** Input follows **
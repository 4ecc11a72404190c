//! SQLite schema definitions
//!
//! Version 1 holds the catalog, engagement and permission tables. Version 2
//! provisions the audit tables, which older deployments may not have yet.

/// Current schema version
pub const SCHEMA_VERSION: i32 = 2;

/// Initial schema (version 1)
pub const SCHEMA: &str = r#"
-- =============================================================================
-- Infrastructure: Schema version tracking
-- =============================================================================
CREATE TABLE IF NOT EXISTS schema_version (
    id INTEGER PRIMARY KEY CHECK (id = 1),
    version INTEGER NOT NULL,
    applied_at INTEGER NOT NULL,
    description TEXT
);

CREATE TABLE IF NOT EXISTS schema_migrations (
    version INTEGER PRIMARY KEY,
    name TEXT NOT NULL,
    applied_at INTEGER NOT NULL,
    checksum TEXT NOT NULL,
    execution_time_ms INTEGER,
    success INTEGER NOT NULL DEFAULT 1
);

-- =============================================================================
-- 1. Users (admins and school accounts)
-- =============================================================================
CREATE TABLE IF NOT EXISTS users (
    id INTEGER PRIMARY KEY AUTOINCREMENT,
    name TEXT NOT NULL CHECK(length(name) >= 1),
    email TEXT NOT NULL UNIQUE CHECK(length(email) >= 3),
    role TEXT NOT NULL CHECK(role IN ('admin', 'school')),
    status TEXT NOT NULL DEFAULT 'active' CHECK(status IN ('active', 'inactive')),
    organization TEXT,
    last_login INTEGER,
    last_login_ip TEXT,
    created_at INTEGER NOT NULL,
    updated_at INTEGER NOT NULL
);

CREATE INDEX IF NOT EXISTS idx_users_role ON users(role);
CREATE INDEX IF NOT EXISTS idx_users_last_login ON users(last_login);

-- =============================================================================
-- 2. Catalogs
-- =============================================================================
CREATE TABLE IF NOT EXISTS subjects (
    id INTEGER PRIMARY KEY AUTOINCREMENT,
    name TEXT NOT NULL UNIQUE,
    created_at INTEGER NOT NULL
);

CREATE TABLE IF NOT EXISTS grades (
    id INTEGER PRIMARY KEY AUTOINCREMENT,
    name TEXT NOT NULL UNIQUE,
    level INTEGER NOT NULL,
    created_at INTEGER NOT NULL
);

CREATE TABLE IF NOT EXISTS resource_types (
    id INTEGER PRIMARY KEY AUTOINCREMENT,
    name TEXT NOT NULL UNIQUE
);

-- =============================================================================
-- 3. Resources (owned by a user, counters kept beside the fact tables)
-- =============================================================================
CREATE TABLE IF NOT EXISTS resources (
    id INTEGER PRIMARY KEY AUTOINCREMENT,
    title TEXT NOT NULL CHECK(length(title) >= 1),
    description TEXT,
    subject_id INTEGER NOT NULL REFERENCES subjects(id),
    grade_id INTEGER NOT NULL REFERENCES grades(id),
    type_id INTEGER REFERENCES resource_types(id),
    status TEXT NOT NULL DEFAULT 'draft' CHECK(status IN ('draft', 'published', 'archived')),
    file_path TEXT,
    file_name TEXT,
    file_size INTEGER,
    file_extension TEXT,
    created_by INTEGER NOT NULL REFERENCES users(id),
    view_count INTEGER NOT NULL DEFAULT 0 CHECK(view_count >= 0),
    download_count INTEGER NOT NULL DEFAULT 0 CHECK(download_count >= 0),
    likes INTEGER NOT NULL DEFAULT 0 CHECK(likes >= 0),
    created_at INTEGER NOT NULL,
    updated_at INTEGER NOT NULL
);

CREATE INDEX IF NOT EXISTS idx_resources_subject_grade ON resources(subject_id, grade_id);
CREATE INDEX IF NOT EXISTS idx_resources_status ON resources(status);
CREATE INDEX IF NOT EXISTS idx_resources_created_by ON resources(created_by);
CREATE INDEX IF NOT EXISTS idx_resources_created_at ON resources(created_at DESC);

CREATE TABLE IF NOT EXISTS resource_tags (
    resource_id INTEGER NOT NULL REFERENCES resources(id) ON DELETE CASCADE,
    tag TEXT NOT NULL,
    PRIMARY KEY (resource_id, tag)
);

-- =============================================================================
-- 4. Engagement fact tables
-- =============================================================================
CREATE TABLE IF NOT EXISTS resource_views (
    id INTEGER PRIMARY KEY AUTOINCREMENT,
    resource_id INTEGER NOT NULL REFERENCES resources(id) ON DELETE CASCADE,
    user_id INTEGER REFERENCES users(id) ON DELETE SET NULL,
    ip_address TEXT,
    user_agent TEXT,
    created_at INTEGER NOT NULL
);

CREATE INDEX IF NOT EXISTS idx_resource_views_resource ON resource_views(resource_id);
CREATE INDEX IF NOT EXISTS idx_resource_views_user ON resource_views(user_id);
CREATE INDEX IF NOT EXISTS idx_resource_views_created ON resource_views(created_at DESC);

CREATE TABLE IF NOT EXISTS resource_downloads (
    id INTEGER PRIMARY KEY AUTOINCREMENT,
    resource_id INTEGER NOT NULL REFERENCES resources(id) ON DELETE CASCADE,
    user_id INTEGER REFERENCES users(id) ON DELETE SET NULL,
    ip_address TEXT,
    user_agent TEXT,
    created_at INTEGER NOT NULL
);

CREATE INDEX IF NOT EXISTS idx_resource_downloads_resource ON resource_downloads(resource_id);
CREATE INDEX IF NOT EXISTS idx_resource_downloads_user ON resource_downloads(user_id);
CREATE INDEX IF NOT EXISTS idx_resource_downloads_created ON resource_downloads(created_at DESC);

CREATE TABLE IF NOT EXISTS resource_likes (
    id INTEGER PRIMARY KEY AUTOINCREMENT,
    resource_id INTEGER NOT NULL REFERENCES resources(id) ON DELETE CASCADE,
    user_id INTEGER NOT NULL REFERENCES users(id) ON DELETE CASCADE,
    created_at INTEGER NOT NULL,
    UNIQUE (resource_id, user_id)
);

CREATE INDEX IF NOT EXISTS idx_resource_likes_user ON resource_likes(user_id);

-- =============================================================================
-- 5. Permission grants (school x subject x grade)
-- =============================================================================
CREATE TABLE IF NOT EXISTS school_subject_permissions (
    id INTEGER PRIMARY KEY AUTOINCREMENT,
    school_id INTEGER NOT NULL REFERENCES users(id) ON DELETE CASCADE,
    subject_id INTEGER NOT NULL REFERENCES subjects(id) ON DELETE CASCADE,
    grade_id INTEGER NOT NULL REFERENCES grades(id) ON DELETE CASCADE,
    created_at INTEGER NOT NULL,
    UNIQUE (school_id, subject_id, grade_id)
);

CREATE INDEX IF NOT EXISTS idx_permissions_subject_grade ON school_subject_permissions(subject_id, grade_id);
"#;

/// Audit tables (version 2)
pub const AUDIT_SCHEMA: &str = r#"
CREATE TABLE IF NOT EXISTS activity_logs (
    id INTEGER PRIMARY KEY AUTOINCREMENT,
    user_id INTEGER REFERENCES users(id) ON DELETE SET NULL,
    action TEXT NOT NULL,
    resource_id INTEGER REFERENCES resources(id) ON DELETE SET NULL,
    details TEXT,
    ip_address TEXT,
    user_agent TEXT,
    created_at INTEGER NOT NULL
);

CREATE INDEX IF NOT EXISTS idx_activity_logs_user ON activity_logs(user_id);
CREATE INDEX IF NOT EXISTS idx_activity_logs_action ON activity_logs(action);
CREATE INDEX IF NOT EXISTS idx_activity_logs_created ON activity_logs(created_at DESC);

CREATE TABLE IF NOT EXISTS school_activity_logs (
    id INTEGER PRIMARY KEY AUTOINCREMENT,
    school_id INTEGER NOT NULL REFERENCES users(id) ON DELETE CASCADE,
    activity_type TEXT NOT NULL CHECK(activity_type IN ('login', 'view', 'download', 'upload')),
    resource_id INTEGER REFERENCES resources(id) ON DELETE SET NULL,
    file_size INTEGER,
    file_extension TEXT,
    ip_address TEXT,
    user_agent TEXT,
    created_at INTEGER NOT NULL
);

CREATE INDEX IF NOT EXISTS idx_school_activity_school ON school_activity_logs(school_id);
CREATE INDEX IF NOT EXISTS idx_school_activity_type ON school_activity_logs(activity_type);
CREATE INDEX IF NOT EXISTS idx_school_activity_created ON school_activity_logs(created_at DESC);
"#;
//! Activity aggregation
//!
//! Five sources (logins, downloads, views, uploads and the audit log) are
//! projected onto one event shape. The per-source counts under the filter
//! are taken first; their sum is the total. A page is then built by fetching
//! the first `offset + limit` events (capped by the count) of every source
//! that can match, merging them under the feed's total order and slicing.

mod dashboard;
mod feed;

#[cfg(test)]
mod tests;

pub use dashboard::DashboardSummary;

use std::sync::Arc;

use futures::future::try_join_all;

use crate::data::traits::PortalRepository;
use crate::data::types::{
    ActivityEvent, ActivityKind, ListActivityParams, ListSchoolActivityParams, SchoolActivityRow,
};
use crate::data::{DataError, Database};

#[derive(Debug, Clone)]
pub struct ActivityPage {
    pub events: Vec<ActivityEvent>,
    pub page: u32,
    pub limit: u32,
    pub total: u64,
}

#[derive(Debug, Clone)]
pub struct SchoolActivityPage {
    pub logs: Vec<SchoolActivityRow>,
    pub page: u32,
    pub limit: u32,
    pub total: u64,
}

#[derive(Clone)]
pub struct ActivityService {
    database: Arc<Database>,
}

impl ActivityService {
    pub fn new(database: Arc<Database>) -> Self {
        Self { database }
    }

    /// One page of the aggregated feed with the total under the same filter
    pub async fn list(&self, params: &ListActivityParams) -> Result<ActivityPage, DataError> {
        let repo = self.database.repository();
        let sources = params.filter.sources();

        let counts = try_join_all(sources.iter().map(|&kind| {
            let repo = repo.as_ref();
            async move {
                repo.count_activity_source(kind, &params.filter)
                    .await
                    .inspect_err(|e| {
                        tracing::warn!(step = "count_source", source = kind.as_str(), error = %e, "Activity count failed")
                    })
            }
        }))
        .await?;
        let total: u64 = counts.iter().sum();

        let sizes = window_sizes(&counts, params.offset(), params.limit);
        let windows = try_join_all(
            sources
                .iter()
                .zip(sizes)
                .filter(|(_, size)| *size > 0)
                .map(|(&kind, size)| source_window(repo.as_ref(), kind, params, size)),
        )
        .await?;

        let events = feed::merge_page(
            windows,
            params.sort,
            params.order,
            params.offset(),
            params.limit,
        );

        Ok(ActivityPage {
            events,
            page: params.page,
            limit: params.limit,
            total,
        })
    }

    /// One page of the school activity log
    pub async fn school_feed(
        &self,
        params: &ListSchoolActivityParams,
    ) -> Result<SchoolActivityPage, DataError> {
        let repo = self.database.repository();

        let logs = repo.list_school_activity(params).await.inspect_err(|e| {
            tracing::warn!(step = "list_school_activity", error = %e, "School activity listing failed")
        })?;
        let total = repo
            .count_school_activity(&params.filter)
            .await
            .inspect_err(|e| {
                tracing::warn!(step = "count_school_activity", error = %e, "School activity count failed")
            })?;

        Ok(SchoolActivityPage {
            logs,
            page: params.page,
            limit: params.limit,
            total,
        })
    }
}

/// Rows to fetch from each source for one page.
///
/// A source never yields more than its count, and a page that starts past
/// the total needs no rows at all.
fn window_sizes(counts: &[u64], offset: u64, limit: u32) -> Vec<u64> {
    let total: u64 = counts.iter().sum();
    if offset >= total {
        return vec![0; counts.len()];
    }
    let window = offset.saturating_add(u64::from(limit));
    counts.iter().map(|&count| count.min(window)).collect()
}

async fn source_window(
    repo: &(dyn PortalRepository + Send + Sync),
    kind: ActivityKind,
    params: &ListActivityParams,
    window: u64,
) -> Result<Vec<ActivityEvent>, DataError> {
    repo.list_activity_source(kind, params, window)
        .await
        .inspect_err(|e| {
            tracing::warn!(step = "list_source", source = kind.as_str(), error = %e, "Activity source failed")
        })
}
** End of Input **
**Problem statement**
Extract the lines above, from the first one through the one containing "-- Infrastructure: Schema version tracking", and return only those, unchanged.

**Answer section**
repository 4ecc11a72404190c
//! SQLite schema definitions
//!
//! Version 1 holds the catalog, engagement and permission tables. Version 2
//! provisions the audit tables, which older deployments may not have yet.

/// Current schema version
pub const SCHEMA_VERSION: i32 = 2;

/// Initial schema (version 1)
pub const SCHEMA: &str = r#"
-- =============================================================================
-- Infrastructure: Schema version tracking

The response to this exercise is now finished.